Researchers from the University of Berkeley, RWTH Aachen in Germany, and the business Unanimous AI found that it is feasible to identify someone using virtual reality with a high degree of precision in a study that was published in ArXiv. As? He moved his head and his hands.
Identifier on the Head
Personal identification like fingerprint or facial recognition is biomechanics.

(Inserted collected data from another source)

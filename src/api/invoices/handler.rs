//! Invoice API handlers

use axum::{
    Extension, Json,
    extract::{Path, Query, State},
};
use chrono::{Duration, Utc};
use serde::{Deserialize, Serialize};
use surrealdb::RecordId;
use validator::Validate;

use crate::auth::CurrentUser;
use crate::common::{AppError, AppResult, Page, PageParams};
use crate::core::ServerState;
use crate::db::models::{
    Invoice, InvoiceCreate, InvoiceStatus, InvoiceUpdate, Payment, PaymentRequest,
};
use crate::db::repository::invoice::{
    InvoiceFilter, InvoiceStatusCount, InvoiceTotals, PaymentApplication,
};
use crate::db::repository::{InvoiceRepository, SequenceRepository, record_key};
use crate::money::reconcile::reconcile;
use crate::money::totals::recalculate_totals;

#[derive(Debug, Deserialize)]
pub struct ListQuery {
    pub page: Option<u64>,
    pub limit: Option<u64>,
    pub status: Option<InvoiceStatus>,
    pub customer: Option<String>,
}

/// GET /api/sales/invoices
pub async fn list(
    State(state): State<ServerState>,
    Query(query): Query<ListQuery>,
) -> AppResult<Json<Page<Invoice>>> {
    let params = PageParams::new(query.page, query.limit);
    let filter = InvoiceFilter {
        status: query.status,
        customer: query.customer,
    };
    let repo = InvoiceRepository::new(state.db.clone());
    let (invoices, total) = repo.find_page(filter, params).await?;
    Ok(Json(Page::new(invoices, total, params)))
}

/// GET /api/sales/invoices/{id}
pub async fn get_by_id(
    State(state): State<ServerState>,
    Path(id): Path<String>,
) -> AppResult<Json<Invoice>> {
    let repo = InvoiceRepository::new(state.db.clone());
    let invoice = repo
        .find_by_id(&id)
        .await?
        .ok_or_else(|| AppError::not_found(format!("Invoice {}", id)))?;
    Ok(Json(invoice))
}

/// POST /api/sales/invoices
///
/// Totals are always recomputed server-side; the invoice number comes from
/// the per-month atomic counter.
pub async fn create(
    State(state): State<ServerState>,
    Extension(current): Extension<CurrentUser>,
    Json(payload): Json<InvoiceCreate>,
) -> AppResult<Json<Invoice>> {
    payload.validate()?;

    let sequences = SequenceRepository::new(state.db.clone());
    let invoice_number = sequences.next_invoice_number().await?;

    let mut items = payload.items;
    let totals = recalculate_totals(&mut items);

    let now = Utc::now();
    let invoice = Invoice {
        id: None,
        invoice_number,
        customer: payload
            .customer
            .map(|id| RecordId::from_table_key("customer", record_key("customer", &id))),
        sales_order: payload
            .sales_order
            .map(|id| RecordId::from_table_key("sales_order", record_key("sales_order", &id))),
        status: payload.status,
        items,
        subtotal: totals.subtotal,
        discount_total: totals.discount_total,
        tax_total: totals.tax_total,
        total_amount: totals.total,
        amount_paid: 0.0,
        balance: totals.total,
        payments: Vec::new(),
        issue_date: payload.issue_date.unwrap_or(now),
        due_date: payload.due_date,
        notes: payload.notes,
        version: 1,
        created_by: Some(RecordId::from_table_key(
            "user",
            record_key("user", &current.id),
        )),
        created_at: now,
        updated_at: now,
    };

    let repo = InvoiceRepository::new(state.db.clone());
    let created = repo.create(invoice).await?;
    Ok(Json(created))
}

/// PUT /api/sales/invoices/{id}
///
/// Item edits replace the list and recompute totals, then money fields are
/// reconciled against the already-recorded payments.
pub async fn update(
    State(state): State<ServerState>,
    Path(id): Path<String>,
    Json(payload): Json<InvoiceUpdate>,
) -> AppResult<Json<Invoice>> {
    payload.validate()?;

    let repo = InvoiceRepository::new(state.db.clone());
    let mut invoice = repo
        .find_by_id(&id)
        .await?
        .ok_or_else(|| AppError::not_found(format!("Invoice {}", id)))?;

    if invoice.status.is_terminal() {
        return Err(AppError::business_rule(
            "Cancelled or void invoices cannot be edited",
        ));
    }

    if let Some(status) = payload.status {
        invoice.status = status;
    }
    if let Some(due_date) = payload.due_date {
        invoice.due_date = due_date;
    }
    if let Some(notes) = payload.notes {
        invoice.notes = Some(notes);
    }
    if let Some(mut items) = payload.items {
        let totals = recalculate_totals(&mut items);
        invoice.items = items;
        invoice.subtotal = totals.subtotal;
        invoice.discount_total = totals.discount_total;
        invoice.tax_total = totals.tax_total;
        invoice.total_amount = totals.total;
    }

    let now = Utc::now();
    let recon = reconcile(
        invoice.total_amount,
        &invoice.payments,
        invoice.due_date,
        invoice.status,
        now,
    );
    invoice.amount_paid = recon.amount_paid;
    invoice.balance = recon.balance;
    invoice.status = recon.status;
    invoice.updated_at = now;

    let updated = repo
        .replace(&id, invoice)
        .await?
        .ok_or_else(|| AppError::not_found(format!("Invoice {}", id)))?;
    Ok(Json(updated))
}

/// DELETE /api/sales/invoices/{id}
pub async fn delete(
    State(state): State<ServerState>,
    Path(id): Path<String>,
) -> AppResult<Json<bool>> {
    let repo = InvoiceRepository::new(state.db.clone());
    repo.delete(&id)
        .await?
        .ok_or_else(|| AppError::not_found(format!("Invoice {}", id)))?;
    Ok(Json(true))
}

/// POST /api/sales/invoices/{id}/payments
///
/// Appends a payment and reconciles money fields under the version guard;
/// a concurrent writer makes the guard miss and the request fails with 409
/// so the client can re-read and retry.
pub async fn record_payment(
    State(state): State<ServerState>,
    Extension(current): Extension<CurrentUser>,
    Path(id): Path<String>,
    Json(payload): Json<PaymentRequest>,
) -> AppResult<Json<Invoice>> {
    payload.validate()?;

    let repo = InvoiceRepository::new(state.db.clone());
    let invoice = repo
        .find_by_id(&id)
        .await?
        .ok_or_else(|| AppError::not_found(format!("Invoice {}", id)))?;

    if invoice.status.is_terminal() {
        return Err(AppError::business_rule(
            "Payments cannot be recorded on a cancelled or void invoice",
        ));
    }
    if payload.amount > invoice.balance {
        return Err(AppError::business_rule(format!(
            "Payment of {} exceeds the outstanding balance of {}",
            payload.amount, invoice.balance
        )));
    }

    let now = Utc::now();
    let mut payments = invoice.payments.clone();
    payments.push(Payment {
        amount: payload.amount,
        date: payload.date.unwrap_or(now),
        method: payload.method,
        reference: payload.reference,
        recorded_by: Some(RecordId::from_table_key(
            "user",
            record_key("user", &current.id),
        )),
    });

    let recon = reconcile(
        invoice.total_amount,
        &payments,
        invoice.due_date,
        invoice.status,
        now,
    );

    let application = PaymentApplication {
        payments,
        amount_paid: recon.amount_paid,
        balance: recon.balance,
        status: recon.status,
        expected_version: invoice.version,
    };

    let updated = repo
        .apply_payment(&id, application)
        .await?
        .ok_or_else(|| AppError::conflict("Invoice was modified concurrently, retry"))?;
    Ok(Json(updated))
}

/// Invoice statistics: overall, per-status (zero-filled) and last 30 days
#[derive(Debug, Serialize)]
pub struct InvoiceStatistics {
    pub overall: InvoiceTotals,
    pub by_status: Vec<InvoiceStatusCount>,
    pub recent: InvoiceTotals,
}

const ALL_STATUSES: [InvoiceStatus; 7] = [
    InvoiceStatus::Draft,
    InvoiceStatus::Sent,
    InvoiceStatus::PartiallyPaid,
    InvoiceStatus::Paid,
    InvoiceStatus::Overdue,
    InvoiceStatus::Cancelled,
    InvoiceStatus::Void,
];

/// GET /api/sales/invoices/statistics
pub async fn statistics(State(state): State<ServerState>) -> AppResult<Json<InvoiceStatistics>> {
    let repo = InvoiceRepository::new(state.db.clone());
    let since = Utc::now() - Duration::days(30);
    let (overall, rows, recent) = repo.statistics(since).await?;

    let mut by_status: Vec<InvoiceStatusCount> = ALL_STATUSES
        .iter()
        .map(|status| InvoiceStatusCount {
            status: *status,
            count: 0,
            amount: 0.0,
        })
        .collect();
    for row in rows {
        if let Some(bucket) = by_status.iter_mut().find(|b| b.status == row.status) {
            bucket.count = row.count;
            bucket.amount = row.amount;
        }
    }

    Ok(Json(InvoiceStatistics {
        overall,
        by_status,
        recent,
    }))
}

This sums up the study’s findings. With the same level of accuracy as other systems like facial recognition or fingerprint recognition, virtual reality uses each person’s distinctive movements to identify each of us.
This discovery has significant ramifications since it suggests that it is feasible to identify the individual who controls many avatars by observing their movements.
Up to 94% accuracy with 100 seconds of movement
55,541 users participated in the study, each entering the recognition model for 5 minutes of data. In other words, this accuracy is consistent with the analysis process used by the researchers, but it is acknowledged that a model that has been properly trained, like the ones used by major technology corporations, would produce even better results.
The end result is that a user may be identified with a 73.20% accuracy after just 10 seconds of movement analysis. a statistic that increases to 94.33% after a review of 100 seconds’ worth of movements. In other words, the person can be identified with a high degree of certainty in a little more than a minute.
‘Beat Saber’ and the Meta Quest 2 as a test bench
It was agreed to use a game and Meta’s glasses for these checks. Particularly “Beat Saber,” a virtual reality game likened to a cross between “Guitar Hero” and “Fruit Ninja,” along with the Meta Quest 2 (Oculus) glasses.
A total of 2.66 million recordings of individuals playing were collected from 713,000 game sessions involving 55,541 different users, totaling 3.96 GB of data. Although some players played just once and others as many as 4,500 times, the average for each of these users was 14. Although some recordings were barely 5 seconds long and others went on for more than an hour, the average recording time was close to 3 minutes. As we can see, a variety of studies have been conducted to gather various data.
What are they looking at?
According to the researchers, these virtual reality game sessions and the metaverse can be used to acquire up to 25 different personality traits. The position of your hands and head, how quickly you react to various stimuli like “blocks,” “walls,” or “bombs,” how quickly and precisely you react to certain obstacles, and last but not least, the metadata of the device from which you connected.
With the new VR glasses, you have access to “extra anthropometric measurements,” which are not available with even the most basic virtual reality systems. For instance, contemporary VR devices like the Pico 4 may display a user’s interpupillary distance because that data is necessary to create images that are suitable for each eye.
This fact was already anticipated (feared)
According to Vivek Nair, one of the study’s authors, “records from the 1970s already suggest that people can detect the movement of their pals.” “We’ve known for a while that movement reveals information about people, but this study recently shows that movement patterns are so particular to an individual that they could serve as biometric identification, just like face or hand recognition or fingerprints. This fundamentally alters the way we view the concept of “privacy” in the metaverse because simply moving about in virtual reality could result in your self-identification.
There is a vast field in front of us, from trap detection to recommendations depending on our movements. Many applications for biomechanics in virtual reality are made possible. These researchers propose that if developed, it could be used to detect cheaters based on their movements, try to predict scores, or even recommend specific maps for each user, depending on his initial moves. It is too new a field, however, and much more in-depth studies would be needed to uncover all the edges.
So, what happens to our privacy?
They can recognize us thanks to biomechanical marks, but that does not mean everything is over. Identification is not a difficult process. Let’s put words on paper. It is simple to identify who is behind it by the drawings or writing, but that is not the reason why it is forbidden. The same is what these researchers suggest for virtual reality.
The answer would involve using gadgets that conceal our movements. In the future, they hope to see work that “intelligently corrupts VR replays to hide identifying qualities, without hampering their original purpose.” Extensions and enhancements that alter the data obtained or the recorded videos fall under this category. The Berkeley team is attempting to construct something similar with MetaGuard, even though it currently appears to be difficult to implement.
Although the landing of the metaverse is not progressing quickly at the moment, this kind of research foresees some of the major difficulties that will arise.